“We sat down,” he says, “on a fragment of the walls; the “Unknown” began to feel the vein of poetry creeping through his inward soul, and gave vent to it by reciting, with great emphasis and effect, the following well-known and beautiful lines:
“Cypress and ivy, weed and wallflower, grown
Matted and massed together, hillocks heap’d
On what were chambers, arch crush’d, column strown
In fragments, choked up vaults, and frescoes steep’d
In subterranean damps, where the owl peep’d,
Deeming it midnight:—Temples, baths, or halls—
Pronounce who can; for all that Learning reap’d
From her research hath been, that these are walls.”
“I had been too much taken up with the scene, the
verses, and the strange being who was repeating them with so much feeling, to notice the approach of a slight female figure, beautiful in the extreme, but whose tattered garments, raven hair, swarthy complexion, and flashing eyes, proclaimed her to be of the wandering tribe of Gitanos. From an intuitive sense of politeness she stood with crossed arms and a slight smile on her dark and handsome countenance, until my companion had ceased, and then addressed us in the usual whining tone of supplication—‘Gentlemen, a little charity; God will repay it to you!’ The Gypsy girl was so pretty and her voice so sweet, that I involuntarily put my hand in my pocket.
“‘Stop!’ said the ‘Unknown.’ ‘Do you remember what I told you of the Eastern origin of these people? You shall see I am correct.’ ‘Come here, my pretty child,’ said he in Moultanee, ‘and tell me where are the rest of your tribe.’ The girl looked astounded, and replied in the same tongue, but in broken language; when, taking him by the arm, she said in Spanish: ‘Come, Caballero, come to one who will be able to answer you’; and she led the way down among the ruins towards one of the dens formerly occupied by the wild beasts, and disclosed to us a set of beings scarcely less savage. The sombre walls of this gloomy abode were illumined by a fire, the smoke from which escaped through a deep fissure in the mossy roof, whilst the flickering flames threw a blood-red glare on the bronzed features of a group of children, two men, and a decrepit old hag who appeared busily engaged in some culinary operations.

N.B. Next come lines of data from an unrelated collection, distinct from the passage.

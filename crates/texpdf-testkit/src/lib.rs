//! Test utilities for texpdf
//!
//! This crate provides shared testing utilities used across the texpdf
//! workspace: centralized temporary directories and fake external tool
//! binaries that stand in for the LaTeX toolchain.

use std::ffi::OsString;
use std::path::{Path, PathBuf};
use tempfile::TempDir;

/// Creates a temporary directory within `.tmp/` at the crate root
///
/// This ensures all test temporary files are centralized in a single
/// location that is gitignored and easy to clean up manually if needed.
/// The returned `TempDir` cleans up automatically on drop.
///
/// # Panics
///
/// Panics if the current directory cannot be determined or the
/// directories cannot be created.
pub fn temp_dir_in_workspace() -> TempDir {
    let workspace_root = std::env::current_dir().expect("Failed to get current directory");

    let tmp_base = workspace_root.join(".tmp");
    std::fs::create_dir_all(&tmp_base).expect("Failed to create .tmp directory");

    TempDir::new_in(&tmp_base).expect("Failed to create temporary directory in .tmp/")
}

/// Alternative with Result for non-panicking callers
pub fn try_temp_dir_in_workspace() -> std::io::Result<TempDir> {
    let workspace_root = std::env::current_dir()?;
    let tmp_base = workspace_root.join(".tmp");
    std::fs::create_dir_all(&tmp_base)?;
    TempDir::new_in(&tmp_base)
}

/// Write an executable fake tool with the given script body.
///
/// On Unix the body is a `/bin/sh` script (the shebang is added here);
/// on Windows it becomes a `.bat` file and the caller's body must be
/// batch syntax.
///
/// # Returns
///
/// The path of the created executable.
pub fn fake_tool(bin_dir: &Path, name: &str, body: &str) -> PathBuf {
    std::fs::create_dir_all(bin_dir).expect("Failed to create fake bin directory");

    #[cfg(unix)]
    {
        use std::os::unix::fs::PermissionsExt;

        let path = bin_dir.join(name);
        std::fs::write(&path, format!("#!/bin/sh\n{body}\n")).expect("Failed to write fake tool");
        let mut perms = std::fs::metadata(&path)
            .expect("Failed to stat fake tool")
            .permissions();
        perms.set_mode(0o755);
        std::fs::set_permissions(&path, perms).expect("Failed to mark fake tool executable");
        path
    }

    #[cfg(windows)]
    {
        let path = bin_dir.join(format!("{name}.bat"));
        std::fs::write(&path, body).expect("Failed to write fake tool");
        path
    }
}

/// Write a fake tool that records each invocation and creates output files.
///
/// Every run appends `<name> <args...>` as one line to `log`, then creates
/// each file named in `creates` (relative to the process working directory)
/// and exits with `exit_code`.
pub fn recording_tool(
    bin_dir: &Path,
    name: &str,
    log: &Path,
    creates: &[&str],
    exit_code: i32,
) -> PathBuf {
    #[cfg(unix)]
    {
        let mut body = format!("echo \"{} $@\" >> \"{}\"\n", name, log.display());
        for file in creates {
            body.push_str(&format!("echo fake > \"{file}\"\n"));
        }
        body.push_str(&format!("exit {exit_code}"));
        fake_tool(bin_dir, name, &body)
    }

    #[cfg(windows)]
    {
        let mut body = format!("@echo {} %* >> \"{}\"\r\n", name, log.display());
        for file in creates {
            body.push_str(&format!("@echo fake > \"{file}\"\r\n"));
        }
        body.push_str(&format!("@exit /b {exit_code}\r\n"));
        fake_tool(bin_dir, name, &body)
    }
}

/// Count the invocations of `name` recorded in `log`.
///
/// Zero when the log does not exist yet (no tool ever ran).
pub fn invocation_count(log: &Path, name: &str) -> usize {
    let Ok(content) = std::fs::read_to_string(log) else {
        return 0;
    };
    content
        .lines()
        .filter(|line| line.split_whitespace().next() == Some(name))
        .count()
}

/// Return the recorded invocation lines for `name`, arguments included
pub fn invocations(log: &Path, name: &str) -> Vec<String> {
    let Ok(content) = std::fs::read_to_string(log) else {
        return Vec::new();
    };
    content
        .lines()
        .filter(|line| line.split_whitespace().next() == Some(name))
        .map(str::to_string)
        .collect()
}

/// Build a `PATH` value with `bin_dir` searched first.
///
/// Hand the result to `Command::env("PATH", ...)` so only the spawned
/// process sees the fake tools; the test process environment is untouched.
pub fn path_with(bin_dir: &Path) -> OsString {
    let mut paths = vec![bin_dir.to_path_buf()];
    if let Some(path) = std::env::var_os("PATH") {
        paths.extend(std::env::split_paths(&path));
    }
    std::env::join_paths(paths).expect("PATH entries should join")
}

“On our entrance, the scowling glance of the males of the party, and a quick motion of the hand towards the folds of the faja (where the clasp-knife is concealed), caused in me, at least, anything but a comfortable sensation; but their hostile intentions were immediately removed by a wave of the hand from our conductress, who, leading my
companion towards the sibyl, whispered something in her ear. The old crone appeared incredulous. The ‘Unknown’ uttered one word; but that word had the effect of magic. She prostrated herself at his feet, and in an instant, from an object of suspicion, he became one of worship to the whole family, to whom on taking leave he made a handsome present, and departed with their united blessings.
“I was, as the phrase goes, dying with curiosity, and as soon as we mounted our horses, exclaimed: ‘Where, in the name of goodness, did you pick up your acquaintance with the language of these extraordinary people?’ ‘Some years ago, in Moultan,’ he replied. ‘And by what means do you possess such apparent influence over them?’ But the ‘Unknown’ had already said more than he perhaps wished on the subject. He dryly replied that he had more than once owed his life to Gypsies and had reason to know them well; but this was said in a tone which precluded all further queries on my part.”
This report is a wonderful testimony to Borrow’s power, for he seems to have made the Colonel write almost like himself and produce a picture exactly like those which he so often draws of himself.
From Seville Borrow took a journey of a few weeks to Tangier and Barbary. There he met the strongest man in Tangier, one of the old Moors of Granada, who waved a barrel of water over his head as if it had been a quart pot. There he and his Jewish servant, Hayim Ben Attar, sold Testaments, and, says he, “with humble gratitude to the Lord,” the blessed Book was soon in the hands of most of the Christians in Tangier. But with an account of his first day in the city he concluded “The Bible in Spain.”